Since this recording is based off of a livestream, there is no unedited version available for streaming; however, support our hard work by tipping us and/or joining a membership tier on either Ko-fi or Patreon!

David Cameo:
Sherrandy Swift:
Bridget Mason-Gray:

  • First thing's first: watch, listen to, or read about our interview with Phil McLaughlin, who Directed this episode. He's been Editor on Fear The Walking Dead for several seasons and this interview gives you a heaping spoonful of the production process! You can also get a sense of his love and appreciation for the material and all who are involved in making it. He also has a short film ambling it's way through the globe called Toad Boy, which we asked a few questions about, as well.

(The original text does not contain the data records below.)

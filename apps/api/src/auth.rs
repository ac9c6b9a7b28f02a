//! Session verification for requests signed in through the email-link provider.
//!
//! The provider issues HS256 JWTs whose `sub` is the user's UUID. This service
//! only verifies them; a missing, malformed, or expired token means "no session".

use axum::{
    async_trait,
    extract::FromRequestParts,
    http::{header, request::Parts},
};
use jsonwebtoken::{decode, Algorithm, DecodingKey, Validation};
use serde::{Deserialize, Serialize};
use thiserror::Error;
use tracing::debug;
use uuid::Uuid;

use crate::errors::AppError;
use crate::state::AppState;

#[derive(Debug, Error)]
pub enum AuthError {
    #[error("invalid session token: {0}")]
    Token(#[from] jsonwebtoken::errors::Error),

    #[error("session subject is not a user id")]
    Subject,
}

#[derive(Debug, Serialize, Deserialize)]
pub struct SessionClaims {
    pub sub: String,
    pub exp: i64,
    #[serde(default)]
    pub iat: i64,
}

#[derive(Clone)]
pub struct SessionKeys {
    decoding: DecodingKey,
    validation: Validation,
}

impl SessionKeys {
    pub fn new(secret: &[u8]) -> Self {
        let mut validation = Validation::new(Algorithm::HS256);
        validation.set_required_spec_claims(&["sub", "exp"]);
        Self {
            decoding: DecodingKey::from_secret(secret),
            validation,
        }
    }

    /// Returns the user id carried by a valid token.
    pub fn verify(&self, token: &str) -> Result<Uuid, AuthError> {
        let data = decode::<SessionClaims>(token, &self.decoding, &self.validation)?;
        Uuid::parse_str(&data.claims.sub).map_err(|_| AuthError::Subject)
    }

    fn user_from_parts(&self, parts: &Parts) -> Option<Uuid> {
        let value = parts.headers.get(header::AUTHORIZATION)?.to_str().ok()?;
        let token = value.strip_prefix("Bearer ")?.trim();
        match self.verify(token) {
            Ok(user_id) => Some(user_id),
            Err(e) => {
                debug!("Rejected session token: {e}");
                None
            }
        }
    }
}

/// An authenticated caller. Rejects with 401 when there is no valid session.
#[derive(Debug, Clone, Copy)]
pub struct CurrentUser(pub Uuid);

/// The caller's user id if signed in, `None` otherwise. Never rejects.
#[derive(Debug, Clone, Copy)]
pub struct MaybeUser(pub Option<Uuid>);

#[async_trait]
impl FromRequestParts<AppState> for CurrentUser {
    type Rejection = AppError;

    async fn from_request_parts(parts: &mut Parts, state: &AppState) -> Result<Self, Self::Rejection> {
        state
            .sessions
            .user_from_parts(parts)
            .map(CurrentUser)
            .ok_or(AppError::Unauthorized)
    }
}

#[async_trait]
impl FromRequestParts<AppState> for MaybeUser {
    type Rejection = AppError;

    async fn from_request_parts(parts: &mut Parts, state: &AppState) -> Result<Self, Self::Rejection> {
        Ok(MaybeUser(state.sessions.user_from_parts(parts)))
    }
}

/// Mints a token the way the sign-in provider does.
#[cfg(test)]
pub fn issue_token(secret: &[u8], user_id: Uuid, ttl_secs: i64) -> String {
    use jsonwebtoken::{encode, EncodingKey, Header};

    let now = chrono::Utc::now().timestamp();
    let claims = SessionClaims {
        sub: user_id.to_string(),
        exp: now + ttl_secs,
        iat: now,
    };
    encode(
        &Header::new(Algorithm::HS256),
        &claims,
        &EncodingKey::from_secret(secret),
    )
    .expect("cannot create JWT")
}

  • And, of course, we can't forgot to mention (yet again, because we had to in our interview) how Phil donated a signed 12-pack of 3 Floyds Zombie Dust (minus the actual beer) for our TWDU Trivia Charity Battle, which Sherrandy ended up winning. It may have taken a while to make it to her, but Phil made it worth her while by signing it, himself, and getting the signatures of all the main actors in this episode, whom he directed: Christine Evangelista, Austin Amelio, Jayla Walton, and Jenna Elfman.

  • You still have an opportunity to participate in our TWDU Secret Santa, which will be included as a segment in our upcoming benefit we're holding for Robin Overton (fan artist most commonly called The Black and White Guy), who is battling stomach cancer and could really use financial assistance. Essentially, characters will be assigned to participants at random and they have to personalize a "gift" they've selected on their behalf. You don't need to buy anything and you can be as creative as you like, even if it's just explaining what you got for them and the reason why. Just DM Sherrandy on Instagram. Here's the one we did just a few years ago, as an example:

    The date for the benefit will be Sunday, December 10th at 2:00pm (Eastern/US -- barring any unforeseen circumstances) and we're planning on having some very special guests in attendance who you don't want to miss!

  • Walking Dead Eternal really likes the SQUAWKING DEAD / FearTWD logo (representing our discussions on the latter half of the final season), which allows us to mention that it (and a variant) is available in our merch store: on shirts, mugs, stickers, and more!

  • On the note of GWilsons comment about comparing this episode to 8x02, Blue Jay, but falling a little short, Sherrandy says that they had the same storyline setup, but a different outcome (making good come out of something bad) and June wasn't as savage (whacking off them fingers).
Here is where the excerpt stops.